**What to produce**
What lines of the data below hold the string "without"? Copy each one out.

**Information provided**
use chrono::{DateTime, Utc};

use crate::NotificationId;

/// Builder for constructing notification queries.
///
/// Results are ordered by creation time, oldest first.
#[derive(Debug, Clone, Default)]
pub struct NotificationQuery {
    /// Filter by event name.
    pub event_name: Option<String>,

    /// Filter by recipient address.
    pub to: Option<String>,

    /// Only resends of this record.
    pub parent_id: Option<NotificationId>,

    /// Filter by records created at or after this timestamp.
    pub from_timestamp: Option<DateTime<Utc>>,

    /// Filter by records created at or before this timestamp.
    pub to_timestamp: Option<DateTime<Utc>>,

    /// Maximum number of records to return.
    pub limit: Option<usize>,

    /// Number of records to skip.
    pub offset: Option<usize>,
}

impl NotificationQuery {
    pub fn new() -> Self {
        Self::default()
    }

    /// Creates a query for notifications of one event.
    pub fn for_event(event_name: impl Into<String>) -> Self {
        Self {
            event_name: Some(event_name.into()),
            ..Default::default()
        }
    }

    /// Creates a query for the resends of a record.
    pub fn resends_of(parent_id: NotificationId) -> Self {
        Self {
            parent_id: Some(parent_id),
            ..Default::default()
        }
    }

    pub fn event_name(mut self, event_name: impl Into<String>) -> Self {
        self.event_name = Some(event_name.into());
        self
    }

    pub fn to(mut self, recipient: impl Into<String>) -> Self {
        self.to = Some(recipient.into());
        self
    }

    pub fn parent_id(mut self, parent_id: NotificationId) -> Self {
        self.parent_id = Some(parent_id);
        self
    }

    pub fn from_timestamp(mut self, timestamp: DateTime<Utc>) -> Self {
        self.from_timestamp = Some(timestamp);
        self
    }

    pub fn to_timestamp(mut self, timestamp: DateTime<Utc>) -> Self {
        self.to_timestamp = Some(timestamp);
        self
    }

    pub fn limit(mut self, limit: usize) -> Self {
        self.limit = Some(limit);
        self
    }

    pub fn offset(mut self, offset: usize) -> Self {
        self.offset = Some(offset);
        self
    }
}
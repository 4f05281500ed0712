//! API server entry point.

use std::sync::Arc;

use api::Collaborators;
use api::config::Config;
use enrichment::AggregateSources;
use notification_store::PostgresNotificationStore;
use notifier::{NotifierConfig, SmtpMailer, UnconfiguredFulfillmentProvider};
use tokio::signal;
use tracing_subscriber::EnvFilter;
use tracing_subscriber::layer::SubscriberExt;
use tracing_subscriber::util::SubscriberInitExt;

/// Waits for a shutdown signal (SIGINT or SIGTERM).
async fn shutdown_signal() {
    let ctrl_c = async {
        signal::ctrl_c()
            .await
            .expect("failed to install SIGINT handler");
    };

    #[cfg(unix)]
    let terminate = async {
        signal::unix::signal(signal::unix::SignalKind::terminate())
            .expect("failed to install SIGTERM handler")
            .recv()
            .await;
    };

    #[cfg(not(unix))]
    let terminate = std::future::pending::<()>();

    tokio::select! {
        () = ctrl_c => {
            tracing::info!("received SIGINT, starting graceful shutdown");
        }
        () = terminate => {
            tracing::info!("received SIGTERM, starting graceful shutdown");
        }
    }
}

#[tokio::main]
async fn main() {
    let config = Config::from_env();

    // 1. Initialize tracing
    tracing_subscriber::registry()
        .with(EnvFilter::try_from_default_env().unwrap_or_else(|_| EnvFilter::new(&config.log_level)))
        .with(tracing_subscriber::fmt::layer())
        .init();

    // 2. Install Prometheus metrics recorder
    let metrics_handle = metrics_exporter_prometheus::PrometheusBuilder::new()
        .install_recorder()
        .expect("failed to install Prometheus recorder");

    // 3. Wire the mailer, read models and notification log
    let notifier_config = NotifierConfig::from_env().expect("invalid notifier configuration");
    tracing::info!(
        templates = notifier_config.template_map.len(),
        root = %notifier_config.template_root.display(),
        "notifier configured"
    );

    let mailer = SmtpMailer::from_config(&notifier_config)
        .expect("a working SMTP_TRANSPORT is required to deliver mail");
    match mailer.test_connection().await {
        Ok(true) => tracing::info!("SMTP server reachable"),
        Ok(false) => tracing::warn!("SMTP server did not accept a test connection"),
        Err(err) => tracing::warn!(error = %err, "SMTP server unreachable, sends fail until it is up"),
    }

    let database_url = config
        .database_url
        .as_deref()
        .expect("DATABASE_URL is required for the notification log and read models");
    let pool = sqlx::PgPool::connect(database_url)
        .await
        .expect("failed to connect to PostgreSQL");
    let store = PostgresNotificationStore::new(pool.clone());
    store.run_migrations().await.expect("migrations failed");

    let collaborators = Collaborators {
        sources: AggregateSources::from_postgres(pool),
        mailer: Arc::new(mailer),
        fulfillment: Arc::new(UnconfiguredFulfillmentProvider),
    };
    let state = api::create_state(notifier_config, collaborators, Arc::new(store));

    // 4. Build the application
    let app = api::create_app(Arc::clone(&state), metrics_handle);

    // 5. Start server
    let addr = config.addr();
    tracing::info!(%addr, "starting API server");

    let listener = tokio::net::TcpListener::bind(&addr)
        .await
        .expect("failed to bind address");
    axum::serve(listener, app)
        .with_graceful_shutdown(shutdown_signal())
        .await
        .expect("server error");

    // 6. Let accepted events finish sending
    let pending = state.tasks.len();
    tracing::info!(pending, "waiting for in-flight notifications");
    match tokio::time::timeout(config.shutdown_timeout, state.tasks.drain()).await {
        Ok(drained) => tracing::info!(drained, "in-flight notifications finished"),
        Err(_) => tracing::warn!(
            timeout_secs = config.shutdown_timeout.as_secs(),
            "gave up waiting for in-flight notifications"
        ),
    }

    tracing::info!("server shut down gracefully");
}
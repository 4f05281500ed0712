//! PostgreSQL read-model integration tests
//!
//! These tests share one PostgreSQL container. Each test works on its own
//! entity ids, so they can run in parallel without truncating tables.

use std::sync::Arc;

use domain::{
    Entity, LineItem, Order, PostgresRepository, PostgresStoreService, Repository,
    RetrieveConfig, Store, StoreService,
};
use serde::Serialize;
use serde_json::json;
use sqlx::PgPool;
use testcontainers::{ContainerAsync, runners::AsyncRunner};
use testcontainers_modules::postgres::Postgres;
use tokio::sync::OnceCell;

/// Shared container info - container stays alive for all tests
struct ContainerInfo {
    #[allow(dead_code)] // Container must stay alive for tests
    container: ContainerAsync<Postgres>,
    connection_string: String,
}

static CONTAINER: OnceCell<Arc<ContainerInfo>> = OnceCell::const_new();

async fn get_container_info() -> Arc<ContainerInfo> {
    CONTAINER
        .get_or_init(|| async {
            let container = Postgres::default().start().await.unwrap();

            let host = container.get_host().await.unwrap();
            let port = container.get_host_port_ipv4(5432).await.unwrap();

            let connection_string =
                format!("postgres://postgres:postgres@{}:{}/postgres", host, port);

            let temp_pool = PgPool::connect(&connection_string).await.unwrap();
            sqlx::raw_sql(include_str!(
                "../../../migrations/002_create_read_models_table.sql"
            ))
            .execute(&temp_pool)
            .await
            .unwrap();
            temp_pool.close().await;

            Arc::new(ContainerInfo {
                container,
                connection_string,
            })
        })
        .await
        .clone()
}

async fn get_test_pool() -> PgPool {
    let info = get_container_info().await;

    sqlx::postgres::PgPoolOptions::new()
        .max_connections(5)
        .connect(&info.connection_string)
        .await
        .unwrap()
}

async fn put<T: Entity + Serialize>(pool: &PgPool, entity: &T) {
    sqlx::query(
        r#"
        INSERT INTO read_models (kind, id, document) VALUES ($1, $2, $3)
        ON CONFLICT (kind, id) DO UPDATE SET document = EXCLUDED.document, updated_at = NOW()
        "#,
    )
    .bind(T::KIND)
    .bind(entity.id().as_str())
    .bind(serde_json::to_value(entity).unwrap())
    .execute(pool)
    .await
    .unwrap();
}

#[tokio::test]
async fn retrieve_reads_document_with_relations() {
    let pool = get_test_pool().await;
    let mut order = Order::new("order_pg_1", "buyer@example.com", "usd");
    order.items = vec![LineItem::new("item_pg_1", "Shirt", 500, 2)];
    order.total = 1000;
    put(&pool, &order).await;

    let repo: PostgresRepository<Order> = PostgresRepository::new(pool);
    let stored = repo
        .retrieve(&"order_pg_1".into(), &RetrieveConfig::new().relations(["items"]))
        .await
        .unwrap();

    assert_eq!(stored, order);
}

#[tokio::test]
async fn retrieve_unknown_is_not_found() {
    let repo: PostgresRepository<Order> = PostgresRepository::new(get_test_pool().await);
    let err = repo
        .retrieve(&"order_pg_missing".into(), &RetrieveConfig::new())
        .await
        .unwrap_err();
    assert!(err.is_not_found());
}

#[tokio::test]
async fn kinds_do_not_mix() {
    let pool = get_test_pool().await;
    put(&pool, &LineItem::new("shared_pg_id", "Socks", 300, 1)).await;

    let orders: PostgresRepository<Order> = PostgresRepository::new(pool);
    let err = orders
        .retrieve(&"shared_pg_id".into(), &RetrieveConfig::new())
        .await
        .unwrap_err();
    assert!(err.is_not_found());
}

#[tokio::test]
async fn list_keeps_request_order_and_skips_unknown() {
    let pool = get_test_pool().await;
    put(&pool, &LineItem::new("item_pg_a", "A", 100, 1)).await;
    put(&pool, &LineItem::new("item_pg_b", "B", 200, 1)).await;

    let repo: PostgresRepository<LineItem> = PostgresRepository::new(pool);
    let items = repo
        .list(
            &["item_pg_b".into(), "item_pg_x".into(), "item_pg_a".into()],
            &RetrieveConfig::new(),
        )
        .await
        .unwrap();

    let titles: Vec<_> = items.iter().map(|item| item.title.as_str()).collect();
    assert_eq!(titles, ["B", "A"]);
    assert!(repo.list(&[], &RetrieveConfig::new()).await.unwrap().is_empty());
}

#[tokio::test]
async fn malformed_document_is_a_repository_error() {
    let pool = get_test_pool().await;
    sqlx::query("INSERT INTO read_models (kind, id, document) VALUES ('order', 'order_pg_bad', $1)")
        .bind(json!({"id": "order_pg_bad", "email": 42}))
        .execute(&pool)
        .await
        .unwrap();

    let repo: PostgresRepository<Order> = PostgresRepository::new(pool);
    let err = repo
        .retrieve(&"order_pg_bad".into(), &RetrieveConfig::new())
        .await
        .unwrap_err();
    assert!(!err.is_not_found());
    assert!(err.to_string().contains("order_pg_bad"));
}

#[tokio::test]
async fn store_settings_are_read_when_present() {
    let pool = get_test_pool().await;
    let service = PostgresStoreService::new(pool.clone());

    put(
        &pool,
        &Store {
            id: "store".into(),
            name: "Shop".into(),
            swap_link_template: Some("https://shop.example.com/swap/{cart_id}".into()),
        },
    )
    .await;

    let store = service.retrieve().await.unwrap();
    assert_eq!(store.name, "Shop");
    assert!(store.swap_link_template.is_some());
}
//! Notification events and their payloads.

use common::EntityId;
use serde::de::DeserializeOwned;
use serde::{Deserialize, Serialize};
use serde_json::{Map, Value};

use crate::error::{EnrichmentError, Result};

/// The closed set of events the pipeline knows how to enrich.
#[derive(Debug, Clone, Copy, PartialEq, Eq, Hash)]
pub enum EventKind {
    OrderPlaced,
    OrderCanceled,
    OrderShipmentCreated,
    OrderGiftCardCreated,
    OrderReturnRequested,
    OrderItemsReturned,
    SwapCreated,
    SwapReceived,
    SwapShipmentCreated,
    ClaimShipmentCreated,
    GiftCardCreated,
    UserPasswordReset,
    CustomerPasswordReset,
    InviteCreated,
    RestockNotificationRestocked,
}

/// Lookup table from wire name to event kind.
pub const EVENT_TABLE: [EventKind; 15] = [
    EventKind::OrderPlaced,
    EventKind::OrderCanceled,
    EventKind::OrderShipmentCreated,
    EventKind::OrderGiftCardCreated,
    EventKind::OrderReturnRequested,
    EventKind::OrderItemsReturned,
    EventKind::SwapCreated,
    EventKind::SwapReceived,
    EventKind::SwapShipmentCreated,
    EventKind::ClaimShipmentCreated,
    EventKind::GiftCardCreated,
    EventKind::UserPasswordReset,
    EventKind::CustomerPasswordReset,
    EventKind::InviteCreated,
    EventKind::RestockNotificationRestocked,
];

impl EventKind {
    /// The event's wire name, e.g. `"order.placed"`.
    pub const fn name(self) -> &'static str {
        match self {
            EventKind::OrderPlaced => "order.placed",
            EventKind::OrderCanceled => "order.canceled",
            EventKind::OrderShipmentCreated => "order.shipment_created",
            EventKind::OrderGiftCardCreated => "order.gift_card_created",
            EventKind::OrderReturnRequested => "order.return_requested",
            EventKind::OrderItemsReturned => "order.items_returned",
            EventKind::SwapCreated => "swap.created",
            EventKind::SwapReceived => "swap.received",
            EventKind::SwapShipmentCreated => "swap.shipment_created",
            EventKind::ClaimShipmentCreated => "claim.shipment_created",
            EventKind::GiftCardCreated => "gift_card.created",
            EventKind::UserPasswordReset => "user.password_reset",
            EventKind::CustomerPasswordReset => "customer.password_reset",
            EventKind::InviteCreated => "invite.created",
            EventKind::RestockNotificationRestocked => "restock-notification.restocked",
        }
    }

    /// Looks up a kind by wire name.
    pub fn from_name(name: &str) -> Option<Self> {
        EVENT_TABLE.iter().copied().find(|kind| kind.name() == name)
    }

    /// Events whose emails carry return labels or invoices.
    pub fn produces_attachments(self) -> bool {
        matches!(
            self,
            EventKind::SwapCreated | EventKind::OrderReturnRequested | EventKind::OrderItemsReturned
        )
    }
}

impl std::fmt::Display for EventKind {
    fn fmt(&self, f: &mut std::fmt::Formatter<'_>) -> std::fmt::Result {
        f.write_str(self.name())
    }
}

/// Payload of events that reference a single aggregate by id.
#[derive(Debug, Clone, PartialEq, Eq, Serialize, Deserialize)]
pub struct EntityEventData {
    pub id: EntityId,
    /// Set by the host when the customer opted out of this notification.
    #[serde(default)]
    pub no_notification: Option<bool>,
}

impl EntityEventData {
    pub fn new(id: impl Into<EntityId>) -> Self {
        Self {
            id: id.into(),
            no_notification: None,
        }
    }
}

/// Payload of shipment events: the parent aggregate and its fulfillment.
#[derive(Debug, Clone, PartialEq, Eq, Serialize, Deserialize)]
pub struct ShipmentEventData {
    pub id: EntityId,
    pub fulfillment_id: EntityId,
    #[serde(default)]
    pub no_notification: Option<bool>,
}

/// Payload of return events: the order and the return request.
#[derive(Debug, Clone, PartialEq, Eq, Serialize, Deserialize)]
pub struct ReturnEventData {
    pub id: EntityId,
    pub return_id: EntityId,
    #[serde(default)]
    pub no_notification: Option<bool>,
}

#[derive(Debug, Clone, PartialEq, Eq, Serialize, Deserialize)]
pub struct SwapReceivedEventData {
    pub id: EntityId,
    pub order_id: EntityId,
    #[serde(default)]
    pub no_notification: Option<bool>,
}

/// Admin user password reset. Extra fields pass through untouched.
#[derive(Debug, Clone, PartialEq, Serialize, Deserialize)]
pub struct UserPasswordResetData {
    pub email: String,
    pub token: String,
    #[serde(flatten)]
    pub extra: Map<String, Value>,
}

/// Customer password reset. Extra fields pass through untouched.
#[derive(Debug, Clone, PartialEq, Serialize, Deserialize)]
pub struct CustomerPasswordResetData {
    pub id: EntityId,
    pub email: String,
    #[serde(default, skip_serializing_if = "Option::is_none")]
    pub first_name: Option<String>,
    #[serde(default, skip_serializing_if = "Option::is_none")]
    pub last_name: Option<String>,
    pub token: String,
    #[serde(flatten)]
    pub extra: Map<String, Value>,
}

#[derive(Debug, Clone, PartialEq, Serialize, Deserialize)]
pub struct InviteCreatedData {
    pub id: EntityId,
    pub token: String,
    pub user_email: String,
    #[serde(flatten)]
    pub extra: Map<String, Value>,
}

/// A variant came back in stock; `emails` are the waiting subscribers.
#[derive(Debug, Clone, PartialEq, Eq, Serialize, Deserialize)]
pub struct RestockEventData {
    pub variant_id: EntityId,
    #[serde(default)]
    pub emails: Vec<String>,
}

/// A named event with its decoded payload.
#[derive(Debug, Clone, PartialEq)]
pub enum NotificationEvent {
    OrderPlaced(EntityEventData),
    OrderCanceled(EntityEventData),
    OrderShipmentCreated(ShipmentEventData),
    OrderGiftCardCreated(EntityEventData),
    OrderReturnRequested(ReturnEventData),
    OrderItemsReturned(ReturnEventData),
    SwapCreated(EntityEventData),
    SwapReceived(SwapReceivedEventData),
    SwapShipmentCreated(ShipmentEventData),
    ClaimShipmentCreated(ShipmentEventData),
    GiftCardCreated(EntityEventData),
    UserPasswordReset(UserPasswordResetData),
    CustomerPasswordReset(CustomerPasswordResetData),
    InviteCreated(InviteCreatedData),
    RestockNotificationRestocked(RestockEventData),
    /// Any name outside the known set; enriches to an empty context.
    Unknown(String),
}

impl NotificationEvent {
    /// Decodes `payload` according to the event `name`.
    ///
    /// Unknown names are accepted without looking at the payload.
    pub fn parse(name: &str, payload: Value) -> Result<Self> {
        let Some(kind) = EventKind::from_name(name) else {
            return Ok(NotificationEvent::Unknown(name.to_string()));
        };

        Ok(match kind {
            EventKind::OrderPlaced => Self::OrderPlaced(decode(kind, payload)?),
            EventKind::OrderCanceled => Self::OrderCanceled(decode(kind, payload)?),
            EventKind::OrderShipmentCreated => Self::OrderShipmentCreated(decode(kind, payload)?),
            EventKind::OrderGiftCardCreated => Self::OrderGiftCardCreated(decode(kind, payload)?),
            EventKind::OrderReturnRequested => Self::OrderReturnRequested(decode(kind, payload)?),
            EventKind::OrderItemsReturned => Self::OrderItemsReturned(decode(kind, payload)?),
            EventKind::SwapCreated => Self::SwapCreated(decode(kind, payload)?),
            EventKind::SwapReceived => Self::SwapReceived(decode(kind, payload)?),
            EventKind::SwapShipmentCreated => Self::SwapShipmentCreated(decode(kind, payload)?),
            EventKind::ClaimShipmentCreated => Self::ClaimShipmentCreated(decode(kind, payload)?),
            EventKind::GiftCardCreated => Self::GiftCardCreated(decode(kind, payload)?),
            EventKind::UserPasswordReset => Self::UserPasswordReset(decode(kind, payload)?),
            EventKind::CustomerPasswordReset => Self::CustomerPasswordReset(decode(kind, payload)?),
            EventKind::InviteCreated => Self::InviteCreated(decode(kind, payload)?),
            EventKind::RestockNotificationRestocked => {
                Self::RestockNotificationRestocked(decode(kind, payload)?)
            }
        })
    }

    /// The event kind, or `None` for unknown events.
    pub fn kind(&self) -> Option<EventKind> {
        Some(match self {
            Self::OrderPlaced(_) => EventKind::OrderPlaced,
            Self::OrderCanceled(_) => EventKind::OrderCanceled,
            Self::OrderShipmentCreated(_) => EventKind::OrderShipmentCreated,
            Self::OrderGiftCardCreated(_) => EventKind::OrderGiftCardCreated,
            Self::OrderReturnRequested(_) => EventKind::OrderReturnRequested,
            Self::OrderItemsReturned(_) => EventKind::OrderItemsReturned,
            Self::SwapCreated(_) => EventKind::SwapCreated,
            Self::SwapReceived(_) => EventKind::SwapReceived,
            Self::SwapShipmentCreated(_) => EventKind::SwapShipmentCreated,
            Self::ClaimShipmentCreated(_) => EventKind::ClaimShipmentCreated,
            Self::GiftCardCreated(_) => EventKind::GiftCardCreated,
            Self::UserPasswordReset(_) => EventKind::UserPasswordReset,
            Self::CustomerPasswordReset(_) => EventKind::CustomerPasswordReset,
            Self::InviteCreated(_) => EventKind::InviteCreated,
            Self::RestockNotificationRestocked(_) => EventKind::RestockNotificationRestocked,
            Self::Unknown(_) => return None,
        })
    }

    /// The wire name the event was published under.
    pub fn name(&self) -> &str {
        match self {
            Self::Unknown(name) => name,
            other => other.kind().map(EventKind::name).unwrap_or_default(),
        }
    }

    /// True when the host flagged the event as not to be notified.
    pub fn is_suppressed(&self) -> bool {
        let flag = match self {
            Self::OrderPlaced(d)
            | Self::OrderCanceled(d)
            | Self::OrderGiftCardCreated(d)
            | Self::SwapCreated(d)
            | Self::GiftCardCreated(d) => d.no_notification,
            Self::OrderShipmentCreated(d)
            | Self::SwapShipmentCreated(d)
            | Self::ClaimShipmentCreated(d) => d.no_notification,
            Self::OrderReturnRequested(d) | Self::OrderItemsReturned(d) => d.no_notification,
            Self::SwapReceived(d) => d.no_notification,
            _ => None,
        };
        flag.unwrap_or(false)
    }
}

fn decode<T: DeserializeOwned>(kind: EventKind, payload: Value) -> Result<T> {
    serde_json::from_value(payload).map_err(|source| EnrichmentError::InvalidPayload {
        event: kind.name(),
        source,
    })
}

**Problem solution**
//! entity ids, so they can run in parallel without truncating tables.
    /// Unknown names are accepted without looking at the payload.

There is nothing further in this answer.